Qua, 17 de Agosto de 2016 10:49

Paraná: deputados ficha duvidosa...

Traiano, presidente; veja os outros Traiano, presidente; veja os outros


Polícia Federal (PF) investiga três deputados estaduais do Paraná citados na Operação Quadro Negro, que apura o desvio de dinheiro em obras de escolas realizadas pela Construtora Valor.

Ademar Traiano (PSDB), Plauto Miró (DEM) e Tiago Amaral (PSB) foram nomeados em petição protocolada pelo advogado de defesa de Maurício Fanini, ex-diretor da Secretaria de Educação, um dos acusados de participação no crime.

As fraudes envolvendo a Valor causaram prejuízo de R$ 23 milhões, segundo o Tribunal de Contas do Estado (TCE-PR).

O pedido da defesa de Fanini é para que a ação seja transferida para a Justiça Federal, pois, segundo os advogados, só ela tem competência para julgar o caso, já que apura desvios de recursos federais.

"Trata-se, portanto, de supostos delitos praticamente em licitações promovidas pela Secretaria de Educação mediante o desvio de recursos federais. Assim, é claro o interesse da União na correta aplicação dos recursos, bem como nos supostos crimes praticados em detrimento dessas verbas", diz o advogado.

O MP discorda da defesa de Maurício Fanini. Em parecer, afirma que quem pagou a conta foi o governo estadual. Os promotores dizem que "[tendo] os valores repassados sido ressarcidos pelos cofres estaduais, não há interesse da União a justificar a deslocação da competência para o Juízo Federal".
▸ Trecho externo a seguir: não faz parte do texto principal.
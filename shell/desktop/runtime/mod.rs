/* This Source Code Form is subject to the terms of the Mozilla Public
 * License, v. 2.0. If a copy of the MPL was not distributed with this
 * file, You can obtain one at https://mozilla.org/MPL/2.0/. */

pub mod events;
pub mod timers;
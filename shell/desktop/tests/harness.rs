/* This Source Code Form is subject to the terms of the Mozilla Public
 * License, v. 2.0. If a copy of the MPL was not distributed with this
 * file, You can obtain one at https://mozilla.org/MPL/2.0/. */

use std::time::{Duration, Instant};

use crossbeam_channel::Receiver;

use crate::app::{NavIntent, NavigatorApp};
use crate::persistence::{MemoryStore, PersistenceAdapter};
use crate::shell::desktop::runtime::events::{NavEvent, ScopeChanged, drain};
use crate::shell::desktop::workbench::surface::SurfaceHandle;
use crate::shell::desktop::workbench::surface_invariants::collect_surface_invariant_violations;
use crate::test_utils::{path, sample_app, sample_search, sample_taxonomy};

/// Drives a `NavigatorApp` on a manual clock and records what it emits.
pub(crate) struct TestHarness {
    pub(crate) app: NavigatorApp,
    events: Receiver<NavEvent>,
    now: Instant,
}

impl TestHarness {
    pub(crate) fn new() -> Self {
        let mut app = sample_app();
        let events = app.subscribe();
        Self {
            app,
            events,
            now: Instant::now(),
        }
    }

    /// Harness whose session is restored from `store`.
    pub(crate) fn restored_from(store: &MemoryStore) -> Self {
        let mut harness = Self::new();
        let adapter = PersistenceAdapter::open(Box::new(store.clone()), &sample_taxonomy())
            .expect("memory store should open");
        harness.app.restore_session(adapter);
        harness
    }

    pub(crate) fn apply(&mut self, intent: NavIntent) {
        self.app.apply_intents_at(self.now, [intent]);
        self.assert_invariants();
    }

    pub(crate) fn select(&mut self, raw: &str) {
        self.apply(NavIntent::SelectPath { path: path(raw) });
    }

    pub(crate) fn toggle(&mut self, branch: &str) {
        self.apply(NavIntent::ToggleBranch {
            branch: branch.to_string(),
        });
    }

    pub(crate) fn search(&mut self, query: &str) {
        self.apply(NavIntent::SearchContext(sample_search(query)));
    }

    pub(crate) fn clear_search(&mut self) {
        self.apply(NavIntent::SearchCleared);
    }

    pub(crate) fn set_collapsed(&mut self, collapsed: bool) {
        self.apply(NavIntent::SetSidebarCollapsed { collapsed });
    }

    pub(crate) fn hover_branch(&mut self, branch: &str) {
        self.apply(NavIntent::HoverBranchEnter {
            branch: branch.to_string(),
        });
    }

    /// Move the clock forward and deliver a tick.
    pub(crate) fn advance(&mut self, by: Duration) {
        self.now += by;
        let now = self.now;
        self.apply(NavIntent::Tick { now });
    }

    /// Complete every queued transition on the spot, as a view without
    /// animations would.
    pub(crate) fn settle_transitions(&mut self) {
        for request in self.app.take_transition_requests() {
            if request.opening {
                continue;
            }
            if let Some(surface) = self.app.surface(request.surface) {
                surface.borrow_mut().finish_close(&request.path);
            }
        }
    }

    pub(crate) fn events(&self) -> Vec<NavEvent> {
        drain(&self.events)
    }

    pub(crate) fn scope_events(&self) -> Vec<ScopeChanged> {
        self.events()
            .into_iter()
            .filter_map(|event| match event {
                NavEvent::ScopeChanged(scope) => Some(scope),
                _ => None,
            })
            .collect()
    }

    pub(crate) fn panel_outline(&self) -> String {
        self.app.panel().borrow().outline()
    }

    pub(crate) fn overlay_outline(&self) -> String {
        self.app.overlay().borrow().outline()
    }

    fn assert_invariants(&self) {
        for surface in [self.app.panel(), self.app.overlay()] {
            assert_clean(&surface);
        }
    }
}

fn assert_clean(surface: &SurfaceHandle) {
    let violations = collect_surface_invariant_violations(&surface.borrow());
    assert!(
        violations.is_empty(),
        "surface invariants violated: {violations:?}"
    );
}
Um documento do Ministério Público Federal (MPF), obtido pela reportagem, confirma que as investigações incluem os deputados estaduais paranaenses. A apuração foi determinada pelo Tribunal Regional Federal, em Porto Alegre - só este tribunal específico pode analisar casos que envolvem deputados estaduais.

Tiago Amaral afirma que, até o momento, só que conhece o que tem sido divulgado pela imprensa a respeito do caso e diz considerar que a investigação é importante para esclarecer as denúncias. Ele ainda afirma que, se for solicitado oficialmente, vai promover os esclarecimentos necessários.

Plauto Miró diz que ainda não foi notificado sobre os novos rumos da investigação, também em nota, e reafirma a importância da apuração dos fatos para que sejam esclarecidos. Ele avalia que a participação de órgãos federais vai contribuir com as instituições e espera que os processos de apuração sejam concluídos o mais rápido possível.

Ademar Traiano disse que assegura que agiu corretamente e que as instituições devem agir na plenitude das suas competências.

O advogado de Maurício Fanini, Gustavo Scandelari, disse que não existe prova de que seu cliente tenha recebido dinheiro desviado, além do depoimento de uma ré. O advogado reafirma que, como o dinheiro era da União, o caso deve ser investigado pela Justiça Federal.

O advogado de Eduardo Lopes de Souza, dono da Construtora Valor, disse que sabe das investigações na Justiça Federal, mas não vai comentar o mérito.

A Secretaria Estadual de Educação informou que as investigações foram iniciadas pela própria e que tem colaborado com o trabalho da Polícia Civil, do Tribunal de Contas e do Ministério Público, que também investigam o caso.